The rot was under way many years ago and Labour have failed to keep the brand fresh and interesting. It probably started with Tony Blair and the Iraq war, faltered during the Blair/Brown squabbles and particularly when Labour under Ed Miliband was too timid to resist the nonsense that the British economy was in a dreadful state because of Labour overspending when in fact the British recession simply followed the worldwide recession. Now it doesn’t matter what Labour says and when it says it. The presentation is mediocre and the media have Labour on the run. Labour are currently flogging a dead horse with an uninspiring rider.
When a brand becomes bad it’s very difficult to bring it back to life. Most companies would simply develop a different brand which may well be what they wanted the old brand to be, but it has to be new and fresh and interesting. The problem with reconstructing the Labour party is that there are large numbers of genuine left-wing supporters who want it to work. Many feel very unhappy at the current drift and lack of focus. They may be leaving in pretty large numbers at the moment but they still want a left-wing socialist party to represent their views and the views of the many who have lost out since the start of the Tory recession so very badly. Even now, with the membership under half a million, that is still a very large number that simply cannot be brushed to one side.
The Momentum group was set up to build on the energy and enthusiasm generated by the Jeremy Corbyn for Labour leader campaign. It has over 150 local groups across the UK and a total membership of about 22,000 or about 5% of Labour Party members. This sort of organisation could be an excellent way for Labour to build strength but at present it appears to be moving ever leftwards in ways that the great majority of the Parliamentary Labour Party and general Party members believe will ultimately harm the prospects of success for Labour at a general election. And they are probably right.
The evidence of a leftward drift is very strong. A recent recording of Jon Lansman of Momentum made it clear of his desire to affiliate the Unite union (the biggest in the UK) with the group he founded and become fully integrated with it. At the same time there are moves to change Labour Party rules enabling future candidates to require only 5% of MPs to support them rather than the present 15%. That would make it easier for far left candidates to stand as a future Labour leader.
The significance of all this has been energetically denied by Len McCluskey, the President of Unite but it is pretty implausible that Jon Lansman could be as out of touch with the current reality as Len McCluskey would have you believe.

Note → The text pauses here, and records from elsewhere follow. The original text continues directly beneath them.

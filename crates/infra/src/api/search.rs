//! Partner search endpoints.

use std::sync::Arc;

use rishta_domain::{ActionError, Envelope, SearchFilters};
use rishta_core::{Notifier, ToastKind};
use serde_json::Value;

use super::client::{ApiClient, RequestOptions};

const ADVANCED: &str = "search";
const FILTER_OPTIONS: &str = "search/filters/options";
const QUICK: &str = "search/quick";

pub struct SearchApi {
    client: Arc<ApiClient>,
    notifier: Arc<dyn Notifier>,
}

impl SearchApi {
    #[must_use]
    pub fn new(client: Arc<ApiClient>, notifier: Arc<dyn Notifier>) -> Self {
        Self { client, notifier }
    }

    /// Filtered search across profiles.
    ///
    /// # Errors
    /// Rejected on a `success: false` answer, `Failed` on transport or
    /// HTTP-level errors; one notification either way.
    pub async fn advanced(&self, filters: &SearchFilters) -> Result<Vec<Value>, ActionError> {
        let envelope: Envelope<Vec<Value>> = self
            .client
            .post(ADVANCED, filters, &RequestOptions::logged())
            .await
            .map_err(|err| {
                self.notifier.notify(ToastKind::Error, &err.to_string());
                ActionError::Failed(err)
            })?;
        self.unpack(envelope)
    }

    /// The option sets the filter UI is built from.
    ///
    /// # Errors
    /// Same split as [`SearchApi::advanced`].
    pub async fn filter_options(&self) -> Result<Value, ActionError> {
        let envelope: Envelope<Value> = self
            .client
            .get(FILTER_OPTIONS, &RequestOptions::logged())
            .await
            .map_err(|err| {
                self.notifier.notify(ToastKind::Error, &err.to_string());
                ActionError::Failed(err)
            })?;

        if envelope.success {
            Ok(envelope.data.unwrap_or(Value::Null))
        } else {
            let message = envelope.message_or("Search failed").to_owned();
            self.notifier.notify(ToastKind::Error, &message);
            Err(ActionError::Rejected(message))
        }
    }

    /// Free-text search by name or keyword.
    ///
    /// # Errors
    /// Same split as [`SearchApi::advanced`].
    pub async fn quick(&self, query: &str) -> Result<Vec<Value>, ActionError> {
        let options = RequestOptions::logged().query("q", query);
        let envelope: Envelope<Vec<Value>> =
            self.client.get(QUICK, &options).await.map_err(|err| {
                self.notifier.notify(ToastKind::Error, &err.to_string());
                ActionError::Failed(err)
            })?;
        self.unpack(envelope)
    }

    fn unpack(&self, envelope: Envelope<Vec<Value>>) -> Result<Vec<Value>, ActionError> {
        if envelope.success {
            Ok(envelope.data.unwrap_or_default())
        } else {
            let message = envelope.message_or("Search failed").to_owned();
            self.notifier.notify(ToastKind::Error, &message);
            Err(ActionError::Rejected(message))
        }
    }
}

#[cfg(test)]
mod tests {
    use std::sync::Arc;

    use parking_lot::Mutex;
    use rishta_core::AccessTokenProvider;
    use serde_json::json;
    use wiremock::matchers::{body_json, method, path, query_param};
    use wiremock::{Mock, MockServer, ResponseTemplate};

    use super::*;
    use crate::api::client::ApiClientConfig;

    struct NoTokens;

    #[async_trait::async_trait]
    impl AccessTokenProvider for NoTokens {
        async fn access_token(&self) -> Option<String> {
            None
        }
    }

    #[derive(Default)]
    struct RecordingNotifier {
        toasts: Mutex<Vec<(ToastKind, String)>>,
    }

    impl Notifier for RecordingNotifier {
        fn notify(&self, kind: ToastKind, message: &str) {
            self.toasts.lock().push((kind, message.to_owned()));
        }
    }

    fn api(server: &MockServer) -> (SearchApi, Arc<RecordingNotifier>) {
        let config = ApiClientConfig { base_url: server.uri(), ..ApiClientConfig::default() };
        let client = Arc::new(ApiClient::new(config, Arc::new(NoTokens)).unwrap());
        let notifier = Arc::new(RecordingNotifier::default());
        (SearchApi::new(client, notifier.clone()), notifier)
    }

    #[tokio::test]
    async fn advanced_posts_only_the_set_filters() {
        let server = MockServer::start().await;
        Mock::given(method("POST"))
            .and(path("/api/v1/search"))
            .and(body_json(json!({ "ageMin": 25, "ageMax": 35, "page": 1 })))
            .respond_with(ResponseTemplate::new(200).set_body_json(json!({
                "success": true,
                "data": [{ "id": "u1" }]
            })))
            .mount(&server)
            .await;

        let (api, _) = api(&server);
        let filters = SearchFilters {
            age_min: Some(25),
            age_max: Some(35),
            page: Some(1),
            ..SearchFilters::default()
        };
        let results = api.advanced(&filters).await.unwrap();
        assert_eq!(results.len(), 1);
    }

    #[tokio::test]
    async fn quick_search_sends_the_query_parameter() {
        let server = MockServer::start().await;
        Mock::given(method("GET"))
            .and(path("/api/v1/search/quick"))
            .and(query_param("q", "priya"))
            .respond_with(ResponseTemplate::new(200).set_body_json(json!({
                "success": true,
                "data": [{ "id": "u1" }, { "id": "u2" }]
            })))
            .mount(&server)
            .await;

        let (api, _) = api(&server);
        let results = api.quick("priya").await.unwrap();
        assert_eq!(results.len(), 2);
    }

    #[tokio::test]
    async fn filter_options_failure_notifies_once() {
        let server = MockServer::start().await;
        Mock::given(method("GET"))
            .and(path("/api/v1/search/filters/options"))
            .respond_with(ResponseTemplate::new(500))
            .mount(&server)
            .await;

        let (api, notifier) = api(&server);
        let err = api.filter_options().await.err();
        assert!(matches!(err, Some(ActionError::Failed(_))));
        assert_eq!(notifier.toasts.lock().len(), 1);
    }
}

Sadly the presence of Momentum as driven by its present leaders is not a particularly democratic organisation. The constitution of Momentum allows the ruling committees to make pretty well any decision they like without reference to its grassroots members. The way it is run now is certainly exacerbating the divisions within the Labour Party. You don’t even need to be a member of the Labour Party to be an effective presence in Momentum. The rules that require it will not be enforced according to Jon Lansman. Indeed there are senior members of the executive today that are not Labour Party members.
We now have reports from Jeremy Corbyn’s office that yet more aides are leaving the team. The list includes Jayne Fisher, Matt Zarb-Cousin, Nancy Platts, Simon Fletcher, Mike Hatchett, Neale Coleman and Anneliese Midgley. David Prescott, son of the former deputy PM John Prescott is leaving as Mr Corbyn speechwriter barely 3 months after taking up that job. It is clear that the office is in turmoil and is perhaps the strongest evidence of how seriously weak the Labour Party is at present. If the leader’s office is so chaotic, what chance of a credible and successful general election campaign?
It is widely agreed that the fragmentation of Labour continues, and its prospects of electoral success are diminishing by the day. John McDonnell, the Shadow Chancellor, thinks it will take as long as two years to turn things round. He and Jeremy Corbyn have been in charge of the Labour Party now for over 18 months and nothing much seems to have happened. A search online for what might be current Labour Party policy reveals nothing. There just isn’t anything to look at, nothing to get behind and act a rallying cry at a time when the country desperately needs an effective opposition of any sort.
Most of the criticism of the present state of the Labour Party focuses on the leader. However if you think about what Labour would be like with a leader of your choice you will realise that changing the leader will make little difference in the short-term and the weakness of the Labour brand would make regeneration of the Party very hard indeed. Given that there is a possibility of a general election before too long it is clear that even a new leader might be too little and too late.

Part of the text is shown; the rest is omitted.